Так я и не смог полюбить город на Рейне, скорее уж я его почти ненавидел – мне стыдно признаваться в этом, потому что я нередко бывал счастлив в этом городе, жил во дворце с любимой девушкой, пил с Альфредом старинное вино, писал вместе с возвышенным другом «Мифогенную любовь каст» и к тому же обрел там новых и прекраснейших друзей – Борю Гройса с Наташей и Вадика Захарова с его женой Машей. И всё же город Кельн давил на меня, нечто содержалось мучительное в этом месте для моего душевного состава, поэтому я до сих пор испытываю острое чувство благодарности и восторга в адрес Бори и Вадика: общение с ними не позволило мне погрязнуть в меланхолии и сообщало смысл моему пребыванию в городе, где было много зеленых лужаек, по которым в сочной траве скакали толпы черных кроликов. Давно там не бывал и не знаю, как обстоит дело сейчас, но в те годы черные кролики встречались в Кельне везде, где наблюдался хотя бы минимальный простор, заросший травой. Их было множество, и Боря Гройс уверял меня, что они смертельно опасны. Философ предостерегал от любых попыток приблизиться к этим внешне миловидным существам, компетентно заявляя, что кролики, во-первых, радиоактивны, а во-вторых, заражены какой-то страшной болезнью, способной убить любого представителя человеческого вида, вознамерившегося погладить их мягкие уши.

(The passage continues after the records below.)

//! A single change stream subscription.

use std::fmt;
use std::sync::atomic::{AtomicBool, Ordering};
use std::sync::{Mutex, MutexGuard, TryLockError};

use serde::{Deserialize, Serialize};

use crate::error::{StreamError, StreamInitError};
use crate::event::{ChangeEvent, Namespace};
use crate::filter::ChangeFilter;
use crate::store::{ChangeCursor, ChangeStreamSource};

use super::invoker::CallbackId;

/// Unique identifier for a watcher.
///
/// Issued by the manager from a monotonically increasing counter starting at 1.
#[derive(Debug, Clone, Copy, PartialEq, Eq, Hash, PartialOrd, Ord, Serialize, Deserialize)]
#[serde(transparent)]
pub struct WatcherId(u64);

impl WatcherId {
    /// Wrap a raw id.
    #[must_use]
    pub const fn new(raw: u64) -> Self {
        Self(raw)
    }

    /// The raw numeric id.
    #[must_use]
    pub const fn get(self) -> u64 {
        self.0
    }
}

impl fmt::Display for WatcherId {
    fn fmt(&self, f: &mut fmt::Formatter<'_>) -> fmt::Result {
        write!(f, "{}", self.0)
    }
}

/// Lifecycle state of a watcher. There is no transition back to `Active`.
#[allow(missing_docs)]
#[derive(Debug, Clone, Copy, PartialEq, Eq)]
pub enum WatcherState {
    Active,
    Closed,
}

/// Outcome of one attempt to advance a watcher's cursor.
#[derive(Debug)]
pub enum Poll<T = ChangeEvent> {
    /// No change currently available.
    NoEvent,
    /// A matching change was read.
    Event(T),
    /// The cursor failed; the watcher is now closed.
    Error(StreamError),
    /// The watcher was already closed before this poll.
    Closed,
}

/// One subscription binding a namespace and filter to a callback identity.
///
/// The cursor sits behind a mutex that `poll_with` holds for the whole
/// read-and-handle step, so `close()` waits for an in-flight handler.
pub struct Watcher {
    id: WatcherId,
    namespace: Namespace,
    filter: ChangeFilter,
    callback: CallbackId,
    closed: AtomicBool,
    cursor: Mutex<Option<Box<dyn ChangeCursor>>>,
}

impl fmt::Debug for Watcher {
    fn fmt(&self, f: &mut fmt::Formatter<'_>) -> fmt::Result {
        f.debug_struct("Watcher")
            .field("id", &self.id)
            .field("namespace", &self.namespace)
            .field("filter", &self.filter)
            .field("callback", &self.callback)
            .field("state", &self.state())
            .finish_non_exhaustive()
    }
}

impl Watcher {
    /// Open a live cursor for (`namespace`, `filter`).
    pub fn open(
        id: WatcherId,
        source: &dyn ChangeStreamSource,
        namespace: Namespace,
        filter: ChangeFilter,
        callback: CallbackId,
    ) -> Result<Self, StreamInitError> {
        let cursor = source.open_change_stream(&namespace, &filter)?;
        Ok(Self {
            id,
            namespace,
            filter,
            callback,
            closed: AtomicBool::new(false),
            cursor: Mutex::new(Some(cursor)),
        })
    }

    /// The id issued at registration.
    #[must_use]
    pub const fn id(&self) -> WatcherId {
        self.id
    }

    /// Watched namespace.
    #[must_use]
    pub const fn namespace(&self) -> &Namespace {
        &self.namespace
    }

    /// Filter the cursor was opened with.
    #[must_use]
    pub const fn filter(&self) -> &ChangeFilter {
        &self.filter
    }

    /// Callback identity events are delivered to.
    #[must_use]
    pub const fn callback(&self) -> &CallbackId {
        &self.callback
    }

    /// Current lifecycle state.
    #[must_use]
    pub fn state(&self) -> WatcherState {
        if self.closed.load(Ordering::Acquire) {
            WatcherState::Closed
        } else {
            WatcherState::Active
        }
    }

    /// True until the watcher is closed.
    #[must_use]
    pub fn is_active(&self) -> bool {
        self.state() == WatcherState::Active
    }

    /// Advance the cursor once and return what it produced.
    pub fn poll(&self) -> Poll {
        self.poll_with(ChangeEvent::clone)
    }

    /// Advance the cursor once; on a change, run `on_event` before the
    /// watcher lock is released.
    pub fn poll_with<R>(&self, on_event: impl FnOnce(&ChangeEvent) -> R) -> Poll<R> {
        let mut guard = self.lock_cursor();
        if self.closed.load(Ordering::Acquire) {
            // A close requested from inside a handler leaves the cursor for us.
            guard.take();
            return Poll::Closed;
        }
        let Some(cursor) = guard.as_mut() else {
            return Poll::Closed;
        };

        match cursor.try_next() {
            Ok(None) => Poll::NoEvent,
            Ok(Some(event)) => Poll::Event(on_event(&event)),
            Err(err) => {
                self.closed.store(true, Ordering::Release);
                guard.take();
                Poll::Error(err)
            }
        }
    }

    /// Release the cursor. Idempotent; returns true if this call released it.
    pub fn close(&self) -> bool {
        self.closed.store(true, Ordering::Release);
        self.lock_cursor().take().is_some()
    }

    /// Close without blocking on the cursor lock.
    ///
    /// Used when the caller may already hold that lock (a handler running
    /// inside `poll_with`). If the lock is busy, the cursor is released by the
    /// next `poll_with` or `close` instead. Returns true if released here.
    pub(crate) fn try_close(&self) -> bool {
        self.closed.store(true, Ordering::Release);
        match self.cursor.try_lock() {
            Ok(mut guard) => guard.take().is_some(),
            Err(TryLockError::Poisoned(poisoned)) => poisoned.into_inner().take().is_some(),
            Err(TryLockError::WouldBlock) => false,
        }
    }

    fn lock_cursor(&self) -> MutexGuard<'_, Option<Box<dyn ChangeCursor>>> {
        // A panicking handler must not leak the cursor.
        self.cursor.lock().unwrap_or_else(std::sync::PoisonError::into_inner)
    }
}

Особенно интенсивное скопление черных кроликов отмечалось нами на зеленых лужайках парка, который раздольно простирался возле дома, где жили Гройсы. Этот дом на Швальбахерштрассе выглядел совершенно по-московски: типичная жилая многоэтажка где-нибудь в Строгино, квартира Гройсов тоже была совершенно московская, так что я мог вполне убаюкать свою ностальгию, сидя за их кухонным столом.